BRIEF DESCRIPTION OF THE DRAWING FIGURES

The above and/or other aspects of the invention will become apparent and more readily appreciated from the following description of exemplary embodiments, taken in conjunction with the accompanying drawing figures of which:
FIG. 1 illustrates a conventional sensor network;
FIG. 2 illustrates a grid area, a target region, and a representative sensor node according to an exemplary embodiment of the present invention;
FIG. 3A illustrates a grid area redefined according to a data aggregation method;
FIG. 3B illustrates a grid area redefined according to the data aggregation method;
FIG. 4 is a flowchart explaining the data aggregation method according to an exemplary embodiment of the present invention; and
FIG. 5 is a flowchart explaining the data aggregation method according to an exemplary embodiment of the present invention.

DETAILED DESCRIPTION OF EXEMPLARY EMBODIMENTS OF THE PRESENT INVENTION

Reference will now be made in detail to exemplary embodiments of the present general inventive concept, examples of which are illustrated in the accompanying drawings, wherein like reference numerals refer to the like elements throughout. The exemplary embodiments are described below in order to explain the present general inventive concept by referring to the drawings.
FIG. 2 illustrates a grid area, a target region, and a representative sensor node according to an exemplary embodiment of the present invention.
Referring to FIG. 2, a sensor network includes sensor nodes collecting information and a sink node receiving the collected information from the sensor nodes. The sensor network is partitioned by grids, and a target area is defined in the sensor network.
A designated user divides the sensor network area into a grid topology. The size of the grid area is defined by the designated user at the initial configuration. The target region where intended information is to be collected is defined by the designated user as well. When the grid area and the target region are defined, the sink node selects a representative sensor node that will transmit information collected from the grid areas within the target region. In specific, the sink node selects one representative sensor node in each grid area among the sensor nodes located in the target region. The sink node randomly searches the sensor nodes in a grid area to select one representative sensor node.
Although it has been described that the sink node randomly selects the representative sensor node from the sensor nodes in the grid area, the representative sensor node may be a sensor node in vicinity of the sink node according to location information provided from the sensor nodes.

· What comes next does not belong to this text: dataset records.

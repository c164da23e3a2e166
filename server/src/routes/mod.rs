pub mod maps;
pub mod regions;

use axum::Json;
use axum::body::Body;
use axum::http::{HeaderValue, StatusCode, header};
use axum::response::{IntoResponse, Response};
use bytes::Bytes;

/// File-download response, the shape the frontend expects from the map and
/// export endpoints.
pub(crate) fn attachment_response(
    body: Bytes,
    content_type: &'static str,
    filename: &str,
) -> Response {
    let mut response = Response::new(Body::from(body));
    let headers = response.headers_mut();
    headers.insert(header::CONTENT_TYPE, HeaderValue::from_static(content_type));
    if let Ok(disposition) = HeaderValue::from_str(&format!("attachment; filename=\"{filename}\""))
    {
        headers.insert(header::CONTENT_DISPOSITION, disposition);
    }
    response
}

pub(crate) fn error_response(status: StatusCode, message: &str) -> Response {
    (status, Json(serde_json::json!({ "error": message }))).into_response()
}
use geo::MultiPolygon;

/// A single mapped administrative unit: a U.S. state or Canadian province.
///
/// Geometry is stored in Web Mercator meters, ready for drawing.
#[derive(Debug, Clone, PartialEq)]
pub struct Territory {
    pub name: String,
    /// Country the unit belongs to ("United States of America" / "Canada").
    pub admin: String,
    pub geometry: MultiPolygon<f64>,
}

/// A named lake polygon. Decorative only; never assignable to a region.
#[derive(Debug, Clone, PartialEq)]
pub struct WaterFeature {
    pub name: String,
    pub geometry: MultiPolygon<f64>,
}

/// Postal abbreviations for every U.S. state plus the mapped Canadian
/// provinces. Territories without an entry are drawn unlabeled.
pub const ABBREVIATIONS: &[(&str, &str)] = &[
    ("Alabama", "AL"),
    ("Alaska", "AK"),
    ("Arizona", "AZ"),
    ("Arkansas", "AR"),
    ("California", "CA"),
    ("Colorado", "CO"),
    ("Connecticut", "CT"),
    ("Delaware", "DE"),
    ("Florida", "FL"),
    ("Georgia", "GA"),
    ("Hawaii", "HI"),
    ("Idaho", "ID"),
    ("Illinois", "IL"),
    ("Indiana", "IN"),
    ("Iowa", "IA"),
    ("Kansas", "KS"),
    ("Kentucky", "KY"),
    ("Louisiana", "LA"),
    ("Maine", "ME"),
    ("Maryland", "MD"),
    ("Massachusetts", "MA"),
    ("Michigan", "MI"),
    ("Minnesota", "MN"),
    ("Mississippi", "MS"),
    ("Missouri", "MO"),
    ("Montana", "MT"),
    ("Nebraska", "NE"),
    ("Nevada", "NV"),
    ("New Hampshire", "NH"),
    ("New Jersey", "NJ"),
    ("New Mexico", "NM"),
    ("New York", "NY"),
    ("North Carolina", "NC"),
    ("North Dakota", "ND"),
    ("Ohio", "OH"),
    ("Oklahoma", "OK"),
    ("Oregon", "OR"),
    ("Pennsylvania", "PA"),
    ("Rhode Island", "RI"),
    ("South Carolina", "SC"),
    ("South Dakota", "SD"),
    ("Tennessee", "TN"),
    ("Texas", "TX"),
    ("Utah", "UT"),
    ("Vermont", "VT"),
    ("Virginia", "VA"),
    ("Washington", "WA"),
    ("West Virginia", "WV"),
    ("Wisconsin", "WI"),
    ("Wyoming", "WY"),
    ("British Columbia", "BC"),
    ("Alberta", "AB"),
    ("Saskatchewan", "SK"),
    ("Manitoba", "MB"),
    ("Ontario", "ON"),
    ("Québec", "QC"),
    ("Newfoundland and Labrador", "NL"),
];

/// Two-letter code for a territory name, if one is defined.
pub fn abbreviation_for(name: &str) -> Option<&'static str> {
    ABBREVIATIONS
        .iter()
        .find(|(full, _)| *full == name)
        .map(|(_, abbr)| *abbr)
}

#[cfg(test)]
mod tests {
    use super::{ABBREVIATIONS, abbreviation_for};

    #[test]
    fn covers_all_states_and_mapped_provinces() {
        // 50 U.S. states + 7 drawn provinces.
        assert_eq!(ABBREVIATIONS.len(), 57);
    }

    #[test]
    fn looks_up_states_and_provinces() {
        assert_eq!(abbreviation_for("California"), Some("CA"));
        assert_eq!(abbreviation_for("Wyoming"), Some("WY"));
        assert_eq!(abbreviation_for("British Columbia"), Some("BC"));
        assert_eq!(abbreviation_for("Québec"), Some("QC"));
    }

    #[test]
    fn unknown_names_are_unlabeled() {
        assert_eq!(abbreviation_for("Lake Superior"), None);
        assert_eq!(abbreviation_for("Yukon"), None);
        assert_eq!(abbreviation_for(""), None);
    }

    #[test]
    fn names_are_unique() {
        for (i, (name, _)) in ABBREVIATIONS.iter().enumerate() {
            assert!(
                !ABBREVIATIONS[i + 1..].iter().any(|(other, _)| other == name),
                "duplicate abbreviation entry for {name}"
            );
        }
    }
}
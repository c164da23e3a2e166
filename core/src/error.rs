use thiserror::Error;

/// Failures while acquiring or decoding boundary data.
#[derive(Debug, Error)]
pub enum StoreError {
    #[error("failed to fetch boundary data: {0}")]
    Fetch(#[from] reqwest::Error),
    #[error(transparent)]
    Io(#[from] std::io::Error),
    #[error("malformed boundary data: {0}")]
    Parse(String),
}

/// Failures while loading or saving a region document.
#[derive(Debug, Error)]
pub enum RegistryError {
    #[error("region document must be a JSON object")]
    InvalidDocument,
    #[error("Region {region} {reason}")]
    Validation { region: String, reason: String },
    #[error(transparent)]
    Io(#[from] std::io::Error),
    #[error(transparent)]
    Json(#[from] serde_json::Error),
}

impl RegistryError {
    pub(crate) fn validation(region: &str, reason: &str) -> Self {
        Self::Validation {
            region: region.to_owned(),
            reason: reason.to_owned(),
        }
    }
}

/// Failures while producing a map image.
#[derive(Debug, Error)]
pub enum RenderError {
    #[error("invalid output dimensions: {0}")]
    InvalidDimensions(String),
    #[error("map has no drawable territories")]
    EmptyMap,
    #[error("failed to rasterize map: {0}")]
    Raster(String),
    #[error(transparent)]
    Io(#[from] std::io::Error),
}
//! Running summary statistics for a single chain.

use num_traits::Float;
use std::collections::VecDeque;

use crate::core::{Point, Sample};

/// Sliding window length for the acceptance-rate estimate.
const ACCEPT_WINDOW: usize = 100;

/// Accumulates per-chain statistics sample by sample: a windowed
/// acceptance rate plus running mean and variance of the position,
/// without retaining the samples themselves.
#[derive(Debug, Clone, PartialEq)]
pub struct ChainTracker<T> {
    n: u64,
    accept_queue: VecDeque<bool>,
    accepted_in_window: usize,
    mean: Point<T>,
    mean_sq: Point<T>,
}

/// A point-in-time snapshot of a [`ChainTracker`].
#[derive(Debug, Clone, Copy, PartialEq)]
pub struct ChainStats<T> {
    pub n: u64,
    pub p_accept: T,
    pub mean: Point<T>,
    pub var: Point<T>,
}

impl<T: Float> ChainTracker<T> {
    pub fn new() -> Self {
        Self {
            n: 0,
            accept_queue: VecDeque::with_capacity(ACCEPT_WINDOW + 1),
            accepted_in_window: 0,
            mean: Point::new(T::zero(), T::zero()),
            mean_sq: Point::new(T::zero(), T::zero()),
        }
    }

    /// Folds one emitted sample into the running totals.
    pub fn update(&mut self, sample: &Sample<T>) {
        self.n += 1;

        self.accept_queue.push_back(sample.accepted);
        if sample.accepted {
            self.accepted_in_window += 1;
        }
        if self.accept_queue.len() > ACCEPT_WINDOW && self.accept_queue.pop_front() == Some(true) {
            self.accepted_in_window -= 1;
        }

        let n = T::from(self.n).unwrap();
        let p = sample.point;
        let sq = Point::new(p.x * p.x, p.y * p.y);
        self.mean = (self.mean * (n - T::one()) + p) * n.recip();
        self.mean_sq = (self.mean_sq * (n - T::one()) + sq) * n.recip();
    }

    /// Acceptance rate over the most recent window of samples.
    pub fn acceptance_rate(&self) -> T {
        if self.accept_queue.is_empty() {
            return T::zero();
        }
        T::from(self.accepted_in_window).unwrap() / T::from(self.accept_queue.len()).unwrap()
    }

    /// Sample variance of each coordinate, zero until two samples exist.
    pub fn var(&self) -> Point<T> {
        if self.n < 2 {
            return Point::new(T::zero(), T::zero());
        }
        let n = T::from(self.n).unwrap();
        let correction = n / (n - T::one());
        let centered = self.mean_sq - Point::new(self.mean.x * self.mean.x, self.mean.y * self.mean.y);
        centered * correction
    }

    pub fn stats(&self) -> ChainStats<T> {
        ChainStats {
            n: self.n,
            p_accept: self.acceptance_rate(),
            mean: self.mean,
            var: self.var(),
        }
    }
}

impl<T: Float> Default for ChainTracker<T> {
    fn default() -> Self {
        Self::new()
    }
}
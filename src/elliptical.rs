//! Elliptical slice sampling.
//!
//! Treats the target as a likelihood against an implicit standard-normal
//! prior: an auxiliary normal draw defines an ellipse through the current
//! state, and a shrinking angle bracket searches the ellipse for a point
//! whose log-density clears a threshold drawn under the current one.

use num_traits::Float;
use rand::Rng;
use rand_distr::uniform::SampleUniform;
use rand_distr::StandardNormal;
use std::f64::consts::PI;

use crate::core::{KernelParams, Point, Proposal, TransitionKernel};
use crate::distributions::TargetDistribution;

/// Cap on angle-bracket shrink iterations before giving up on the step.
const BRACKET_CAP: usize = 50;

/// Elliptical slice sampling over the ellipse spanned by the current
/// state and an auxiliary `N(0, I)` vector. Every accepted point clears
/// the step's log-density threshold; exhausting the bracket rejects the
/// step and keeps the chain in place.
#[derive(Debug, Clone, Copy, Default, PartialEq, Eq)]
pub struct EllipticalSlice;

impl<T, D> TransitionKernel<T, D> for EllipticalSlice
where
    T: Float + SampleUniform,
    D: TargetDistribution<T>,
    StandardNormal: rand_distr::Distribution<T>,
    rand_distr::Standard: rand_distr::Distribution<T>,
{
    fn step<R: Rng>(
        &self,
        current: &Point<T>,
        target: &D,
        _params: &KernelParams<T>,
        rng: &mut R,
    ) -> Proposal<T> {
        let nu = Point::new(rng.sample(StandardNormal), rng.sample(StandardNormal));
        let u: T = rng.gen();
        let threshold = target.unnorm_log_prob(current) + u.ln();

        let two_pi = T::from(2.0 * PI).unwrap();
        let mut theta = rng.gen_range(T::zero()..two_pi);
        let mut theta_min = theta - two_pi;
        let mut theta_max = theta;

        for _ in 0..BRACKET_CAP {
            let candidate = *current * theta.cos() + nu * theta.sin();
            if target.unnorm_log_prob(&candidate) > threshold {
                return Proposal {
                    point: candidate,
                    accepted: true,
                    path: None,
                };
            }
            if theta < T::zero() {
                theta_min = theta;
            } else {
                theta_max = theta;
            }
            theta = rng.gen_range(theta_min..theta_max);
        }
        Proposal {
            point: *current,
            accepted: false,
            path: None,
        }
    }
}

Also, the sink node may select a sensor node with the largest residual power as the representative sensor node among the sensor nodes in the grid area based on the residual power provided from the sensor nodes.
The representative sensor node of a grid area transmits the collected information of the grid area to the sink node on behalf of all the sensor nodes within its grid area. Since only the representative sensor node sends the information to the sink node, the energy consumption of the sensor nodes in the grid area reduces as the size of the grid area increases. Conversely, the more sensor nodes in the grid area, the higher energy consumption efficiency.
Alternatively, the representative sensor node of the grid area can transmit the collected information of the grid area to the sink node, and the other sensor nodes can also transmit the collected information to the sink node. Hereinafter, it is exemplified that the representative sensor node and the other sensor nodes transmit the collected information of the relevant grid area to the sink node.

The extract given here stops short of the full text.